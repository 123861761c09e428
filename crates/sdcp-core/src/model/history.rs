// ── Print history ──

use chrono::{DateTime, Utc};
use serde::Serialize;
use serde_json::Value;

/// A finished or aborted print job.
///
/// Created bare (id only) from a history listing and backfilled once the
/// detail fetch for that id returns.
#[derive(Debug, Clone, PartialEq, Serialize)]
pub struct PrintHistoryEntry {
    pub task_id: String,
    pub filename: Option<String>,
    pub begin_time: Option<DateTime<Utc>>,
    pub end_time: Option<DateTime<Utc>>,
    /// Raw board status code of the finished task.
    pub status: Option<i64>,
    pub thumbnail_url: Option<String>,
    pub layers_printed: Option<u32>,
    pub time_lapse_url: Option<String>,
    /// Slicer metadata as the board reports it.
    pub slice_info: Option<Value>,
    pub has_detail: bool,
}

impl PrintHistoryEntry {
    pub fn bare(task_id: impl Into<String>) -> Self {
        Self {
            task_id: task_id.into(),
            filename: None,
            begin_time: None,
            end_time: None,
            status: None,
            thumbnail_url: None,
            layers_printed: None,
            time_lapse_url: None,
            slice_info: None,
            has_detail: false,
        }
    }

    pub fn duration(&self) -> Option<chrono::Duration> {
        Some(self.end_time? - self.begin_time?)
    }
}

+ + +

What the task asks: Would you copy every line from the listing above that has the string "Serialize" in it?

Answer space:
use serde::Serialize;
#[derive(Debug, Clone, PartialEq, Serialize)]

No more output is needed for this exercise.